==== STUDY MATERIAL

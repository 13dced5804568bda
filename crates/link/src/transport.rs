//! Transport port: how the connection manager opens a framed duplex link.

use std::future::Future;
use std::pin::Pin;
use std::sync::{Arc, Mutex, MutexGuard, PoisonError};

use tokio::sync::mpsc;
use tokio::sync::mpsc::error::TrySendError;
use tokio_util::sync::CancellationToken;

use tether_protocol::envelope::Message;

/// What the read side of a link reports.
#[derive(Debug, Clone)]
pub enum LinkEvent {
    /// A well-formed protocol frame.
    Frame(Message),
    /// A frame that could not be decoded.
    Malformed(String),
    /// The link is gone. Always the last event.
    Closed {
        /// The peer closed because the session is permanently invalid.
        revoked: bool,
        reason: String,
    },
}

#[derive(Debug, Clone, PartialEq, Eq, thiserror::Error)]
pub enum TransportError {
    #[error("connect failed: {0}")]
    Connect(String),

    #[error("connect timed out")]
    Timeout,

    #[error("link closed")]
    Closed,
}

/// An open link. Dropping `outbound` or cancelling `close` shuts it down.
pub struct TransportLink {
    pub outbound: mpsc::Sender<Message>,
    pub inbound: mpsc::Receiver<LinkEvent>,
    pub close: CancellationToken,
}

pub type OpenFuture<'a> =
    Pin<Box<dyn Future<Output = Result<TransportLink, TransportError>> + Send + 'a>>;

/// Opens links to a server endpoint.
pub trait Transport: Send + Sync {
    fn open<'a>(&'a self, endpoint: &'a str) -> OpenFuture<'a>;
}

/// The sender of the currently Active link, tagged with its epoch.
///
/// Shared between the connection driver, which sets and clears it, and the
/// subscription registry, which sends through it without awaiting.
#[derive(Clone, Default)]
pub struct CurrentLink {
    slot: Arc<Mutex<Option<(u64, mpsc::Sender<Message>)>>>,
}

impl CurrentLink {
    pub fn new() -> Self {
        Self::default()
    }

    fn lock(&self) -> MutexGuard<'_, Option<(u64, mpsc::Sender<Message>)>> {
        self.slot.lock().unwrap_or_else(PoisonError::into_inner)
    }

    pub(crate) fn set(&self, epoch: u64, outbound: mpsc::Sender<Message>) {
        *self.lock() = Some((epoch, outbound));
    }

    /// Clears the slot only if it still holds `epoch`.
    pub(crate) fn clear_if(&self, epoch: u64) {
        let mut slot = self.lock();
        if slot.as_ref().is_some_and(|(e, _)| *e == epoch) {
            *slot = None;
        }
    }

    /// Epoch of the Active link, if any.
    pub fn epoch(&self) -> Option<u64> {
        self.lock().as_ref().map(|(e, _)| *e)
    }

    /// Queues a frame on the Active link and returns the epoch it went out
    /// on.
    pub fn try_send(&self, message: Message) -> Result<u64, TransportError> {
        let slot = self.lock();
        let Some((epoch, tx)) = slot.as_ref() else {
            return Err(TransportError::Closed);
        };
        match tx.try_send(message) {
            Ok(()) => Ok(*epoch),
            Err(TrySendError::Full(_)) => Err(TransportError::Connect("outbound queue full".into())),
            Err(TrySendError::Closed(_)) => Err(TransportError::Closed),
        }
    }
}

========

• [WHAT IS BEING ASKED]:
Would you copy every line of the entries in which "struct" appears?

• [RESPONSE BELOW]:
pub struct TransportLink {
pub struct CurrentLink {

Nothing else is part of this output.